*** Study material ***

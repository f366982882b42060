//! Masking of sensitive fields before they reach the network-visible
//! transcript. The application itself always works on the unmasked data;
//! only the copies handed to the network layer pass through here.

use once_cell::sync::Lazy;
use serde_json::{Map, Value};
use std::collections::HashSet;

/// Fields whose values are replaced wholesale with a fixed-length mask.
static FULL_REDACT_FIELDS: Lazy<HashSet<&'static str>> = Lazy::new(|| {
    HashSet::from([
        "password",
        "currentpassword",
        "newpassword",
        "pin",
        "ssn",
        "socialsecuritynumber",
        "passportnumber",
        "driverslicense",
    ])
});

/// Fields that keep their last four characters.
static PARTIAL_MASK_FIELDS: Lazy<HashSet<&'static str>> = Lazy::new(|| {
    HashSet::from([
        "accesstoken",
        "refreshtoken",
        "token",
        "accountnumber",
        "recipientaccount",
        "cardnumber",
    ])
});

const FULL_MASK: &str = "********";
const SHORT_MASK: &str = "****";

fn is_sensitive(lower_key: &str) -> bool {
    FULL_REDACT_FIELDS.contains(lower_key) || PARTIAL_MASK_FIELDS.contains(lower_key)
}

/// Mask a single leaf according to its field name. Only string and number
/// leaves are masked; anything else passes through unchanged.
fn mask_value(lower_key: &str, value: &Value) -> Value {
    let text = match value {
        Value::String(s) => s.clone(),
        Value::Number(n) => n.to_string(),
        _ => return value.clone(),
    };

    if FULL_REDACT_FIELDS.contains(lower_key) {
        return Value::String(FULL_MASK.to_string());
    }

    let chars: Vec<char> = text.chars().collect();
    if chars.len() <= 4 {
        return Value::String(SHORT_MASK.to_string());
    }
    let tail: String = chars[chars.len() - 4..].iter().collect();
    Value::String(format!("{}{}", "*".repeat(chars.len() - 4), tail))
}

/// Deep-copy a value with all sensitive fields masked. The input is never
/// mutated.
pub fn sanitize(value: &Value) -> Value {
    match value {
        Value::Array(items) => Value::Array(items.iter().map(sanitize).collect()),
        Value::Object(fields) => {
            let mut sanitized = Map::with_capacity(fields.len());
            for (key, field_value) in fields {
                let lower = key.to_lowercase();
                if is_sensitive(&lower) {
                    sanitized.insert(key.clone(), mask_value(&lower, field_value));
                } else if field_value.is_object() || field_value.is_array() {
                    sanitized.insert(key.clone(), sanitize(field_value));
                } else {
                    sanitized.insert(key.clone(), field_value.clone());
                }
            }
            Value::Object(sanitized)
        }
        other => other.clone(),
    }
}

/// Mask a `Bearer` header value for display: first ten characters of the
/// token survive, the tail is elided. Non-bearer headers pass through.
pub fn mask_auth_header(header: &str) -> String {
    let mut parts = header.splitn(2, ' ');
    let (scheme, token) = match (parts.next(), parts.next()) {
        (Some("Bearer"), Some(token)) if !token.contains(' ') => ("Bearer", token),
        _ => return header.to_string(),
    };

    let chars: Vec<char> = token.chars().collect();
    if chars.len() <= 16 {
        return format!("{} {}", scheme, "*".repeat(chars.len()));
    }
    let head: String = chars[..10].iter().collect();
    format!("{} {}...{}", scheme, head, "****")
}

#[cfg(test)]
mod tests {
    use super::*;
    use pretty_assertions::assert_eq;
    use proptest::prelude::*;
    use serde_json::json;

    #[test]
    fn password_is_fully_redacted_and_original_untouched() {
        let original = json!({"password": "secret1"});
        let sanitized = sanitize(&original);

        assert_eq!(sanitized["password"], "********");
        assert_eq!(original["password"], "secret1");
    }

    #[test]
    fn account_number_keeps_last_four() {
        let sanitized = sanitize(&json!({"accountNumber": "1234567890"}));
        let masked = sanitized["accountNumber"].as_str().expect("string");
        assert_eq!(masked, "******7890");
        assert!(masked.ends_with("7890"));
        assert!(masked[..masked.len() - 4].chars().all(|c| c == '*'));
    }

    #[test]
    fn short_partial_values_collapse_to_four_stars() {
        let sanitized = sanitize(&json!({"cardNumber": "1234"}));
        assert_eq!(sanitized["cardNumber"], "****");
    }

    #[test]
    fn numbers_under_sensitive_keys_are_masked_as_strings() {
        let sanitized = sanitize(&json!({"pin": 4321, "accountNumber": 1234567890}));
        assert_eq!(sanitized["pin"], "********");
        assert_eq!(sanitized["accountNumber"], "******7890");
    }

    #[test]
    fn key_comparison_is_case_insensitive() {
        let sanitized = sanitize(&json!({"PassWord": "hunter2", "AccessToken": "abcdefghij"}));
        assert_eq!(sanitized["PassWord"], "********");
        assert_eq!(sanitized["AccessToken"], "******ghij");
    }

    #[test]
    fn recurses_into_nested_objects_and_arrays() {
        let original = json!({
            "users": [
                {"name": "a", "password": "pw-one"},
                {"name": "b", "nested": {"ssn": "123-45-6789"}}
            ],
            "count": 2
        });
        let sanitized = sanitize(&original);

        assert_eq!(sanitized["users"][0]["password"], "********");
        assert_eq!(sanitized["users"][0]["name"], "a");
        assert_eq!(sanitized["users"][1]["nested"]["ssn"], "********");
        assert_eq!(sanitized["count"], 2);
        // Input untouched
        assert_eq!(original["users"][0]["password"], "pw-one");
    }

    #[test]
    fn non_sensitive_values_pass_through() {
        let original = json!({"balance": 42.5, "note": "hello", "flag": true, "none": null});
        assert_eq!(sanitize(&original), original);
    }

    #[test]
    fn masks_bearer_header() {
        let masked = mask_auth_header("Bearer abcdefghijklmnopqrstuvwxyz");
        assert_eq!(masked, "Bearer abcdefghij...****");
    }

    #[test]
    fn short_bearer_tokens_are_fully_starred() {
        assert_eq!(mask_auth_header("Bearer abcd"), "Bearer ****");
    }

    #[test]
    fn non_bearer_headers_pass_through() {
        assert_eq!(mask_auth_header("Basic dXNlcg=="), "Basic dXNlcg==");
        assert_eq!(mask_auth_header("nonsense"), "nonsense");
    }

    fn arb_json(depth: u32) -> impl Strategy<Value = Value> {
        let leaf = prop_oneof![
            Just(Value::Null),
            any::<bool>().prop_map(Value::Bool),
            any::<i64>().prop_map(|n| json!(n)),
            "[a-zA-Z0-9 ]{0,16}".prop_map(Value::String),
        ];
        leaf.prop_recursive(depth, 64, 8, |inner| {
            prop_oneof![
                prop::collection::vec(inner.clone(), 0..4).prop_map(Value::Array),
                prop::collection::hash_map("[a-zA-Z]{1,12}", inner, 0..4).prop_map(|m| {
                    Value::Object(m.into_iter().collect())
                }),
            ]
        })
    }

    proptest! {
        /// Sanitizing never mutates its input, and running it twice is a
        /// fixed point.
        #[test]
        fn sanitize_is_pure_and_idempotent(value in arb_json(3)) {
            let before = value.clone();
            let once = sanitize(&value);
            prop_assert_eq!(&value, &before);
            let twice = sanitize(&once);
            prop_assert_eq!(once, twice);
        }
    }
}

*** End of Study material ***

**Exercise description**
Starting at the top of the records, copy every line exactly.

**Answer to this exercise**
repository f366982882b42060
//! Masking of sensitive fields before they reach the network-visible
//! transcript. The application itself always works on the unmasked data;
//! only the copies handed to the network layer pass through here.

use once_cell::sync::Lazy;
use serde_json::{Map, Value};
use std::collections::HashSet;

/// Fields whose values are replaced wholesale with a fixed-length mask.
static FULL_REDACT_FIELDS: Lazy<HashSet<&'static str>> = Lazy::new(|| {
    HashSet::from([
        "password",
        "currentpassword",
        "newpassword",
        "pin",
        "ssn",
        "socialsecuritynumber",
        "passportnumber",
        "driverslicense",
    ])
});

/// Fields that keep their last four characters.
static PARTIAL_MASK_FIELDS: Lazy<HashSet<&'static str>> = Lazy::new(|| {
    HashSet::from([
        "accesstoken",
        "refreshtoken",
        "token",
        "accountnumber",
        "recipientaccount",
        "cardnumber",
    ])
});

const FULL_MASK: &str = "********";
const SHORT_MASK: &str = "****";

fn is_sensitive(lower_key: &str) -> bool {
    FULL_REDACT_FIELDS.contains(lower_key) || PARTIAL_MASK_FIELDS.contains(lower_key)
}

/// Mask a single leaf according to its field name. Only string and number
/// leaves are masked; anything else passes through unchanged.
fn mask_value(lower_key: &str, value: &Value) -> Value {
    let text = match value {
        Value::String(s) => s.clone(),
        Value::Number(n) => n.to_string(),
        _ => return value.clone(),
    };

    if FULL_REDACT_FIELDS.contains(lower_key) {
        return Value::String(FULL_MASK.to_string());
    }

    let chars: Vec<char> = text.chars().collect();
    if chars.len() <= 4 {
        return Value::String(SHORT_MASK.to_string());
    }
    let tail: String = chars[chars.len() - 4..].iter().collect();
    Value::String(format!("{}{}", "*".repeat(chars.len() - 4), tail))
}

/// Deep-copy a value with all sensitive fields masked. The input is never
/// mutated.
pub fn sanitize(value: &Value) -> Value {
    match value {
        Value::Array(items) => Value::Array(items.iter().map(sanitize).collect()),
        Value::Object(fields) => {
            let mut sanitized = Map::with_capacity(fields.len());
            for (key, field_value) in fields {
                let lower = key.to_lowercase();
                if is_sensitive(&lower) {
                    sanitized.insert(key.clone(), mask_value(&lower, field_value));
                } else if field_value.is_object() || field_value.is_array() {
                    sanitized.insert(key.clone(), sanitize(field_value));
                } else {
                    sanitized.insert(key.clone(), field_value.clone());
                }
            }
            Value::Object(sanitized)
        }
        other => other.clone(),
    }
}

/// Mask a `Bearer` header value for display: first ten characters of the
/// token survive, the tail is elided. Non-bearer headers pass through.
pub fn mask_auth_header(header: &str) -> String {
    let mut parts = header.splitn(2, ' ');
    let (scheme, token) = match (parts.next(), parts.next()) {
        (Some("Bearer"), Some(token)) if !token.contains(' ') => ("Bearer", token),
        _ => return header.to_string(),
    };

    let chars: Vec<char> = token.chars().collect();
    if chars.len() <= 16 {
        return format!("{} {}", scheme, "*".repeat(chars.len()));
    }
    let head: String = chars[..10].iter().collect();
    format!("{} {}...{}", scheme, head, "****")
}

#[cfg(test)]
mod tests {
    use super::*;
    use pretty_assertions::assert_eq;
    use proptest::prelude::*;
    use serde_json::json;

    #[test]
    fn password_is_fully_redacted_and_original_untouched() {
        let original = json!({"password": "secret1"});
        let sanitized = sanitize(&original);

        assert_eq!(sanitized["password"], "********");
        assert_eq!(original["password"], "secret1");
    }

    #[test]
    fn account_number_keeps_last_four() {
        let sanitized = sanitize(&json!({"accountNumber": "1234567890"}));
        let masked = sanitized["accountNumber"].as_str().expect("string");
        assert_eq!(masked, "******7890");
        assert!(masked.ends_with("7890"));
        assert!(masked[..masked.len() - 4].chars().all(|c| c == '*'));
    }

    #[test]
    fn short_partial_values_collapse_to_four_stars() {
        let sanitized = sanitize(&json!({"cardNumber": "1234"}));
        assert_eq!(sanitized["cardNumber"], "****");
    }

    #[test]
    fn numbers_under_sensitive_keys_are_masked_as_strings() {
        let sanitized = sanitize(&json!({"pin": 4321, "accountNumber": 1234567890}));
        assert_eq!(sanitized["pin"], "********");
        assert_eq!(sanitized["accountNumber"], "******7890");
    }

    #[test]
    fn key_comparison_is_case_insensitive() {
        let sanitized = sanitize(&json!({"PassWord": "hunter2", "AccessToken": "abcdefghij"}));
        assert_eq!(sanitized["PassWord"], "********");
        assert_eq!(sanitized["AccessToken"], "******ghij");
    }

    #[test]
    fn recurses_into_nested_objects_and_arrays() {
        let original = json!({
            "users": [
                {"name": "a", "password": "pw-one"},
                {"name": "b", "nested": {"ssn": "123-45-6789"}}
            ],
            "count": 2
        });
        let sanitized = sanitize(&original);

        assert_eq!(sanitized["users"][0]["password"], "********");
        assert_eq!(sanitized["users"][0]["name"], "a");
        assert_eq!(sanitized["users"][1]["nested"]["ssn"], "********");
        assert_eq!(sanitized["count"], 2);
        // Input untouched
        assert_eq!(original["users"][0]["password"], "pw-one");
    }

    #[test]
    fn non_sensitive_values_pass_through() {
        let original = json!({"balance": 42.5, "note": "hello", "flag": true, "none": null});
        assert_eq!(sanitize(&original), original);
    }

    #[test]
    fn masks_bearer_header() {
        let masked = mask_auth_header("Bearer abcdefghijklmnopqrstuvwxyz");
        assert_eq!(masked, "Bearer abcdefghij...****");
    }

    #[test]
    fn short_bearer_tokens_are_fully_starred() {
        assert_eq!(mask_auth_header("Bearer abcd"), "Bearer ****");
    }

    #[test]
    fn non_bearer_headers_pass_through() {
        assert_eq!(mask_auth_header("Basic dXNlcg=="), "Basic dXNlcg==");
        assert_eq!(mask_auth_header("nonsense"), "nonsense");
    }

    fn arb_json(depth: u32) -> impl Strategy<Value = Value> {
        let leaf = prop_oneof![
            Just(Value::Null),
            any::<bool>().prop_map(Value::Bool),
            any::<i64>().prop_map(|n| json!(n)),
            "[a-zA-Z0-9 ]{0,16}".prop_map(Value::String),
        ];
        leaf.prop_recursive(depth, 64, 8, |inner| {
            prop_oneof![
                prop::collection::vec(inner.clone(), 0..4).prop_map(Value::Array),
                prop::collection::hash_map("[a-zA-Z]{1,12}", inner, 0..4).prop_map(|m| {
                    Value::Object(m.into_iter().collect())
                }),
            ]
        })
    }

    proptest! {
        /// Sanitizing never mutates its input, and running it twice is a
        /// fixed point.
        #[test]
        fn sanitize_is_pure_and_idempotent(value in arb_json(3)) {
            let before = value.clone();
            let once = sanitize(&value);
            prop_assert_eq!(&value, &before);
            let twice = sanitize(&once);
            prop_assert_eq!(once, twice);
        }
    }
}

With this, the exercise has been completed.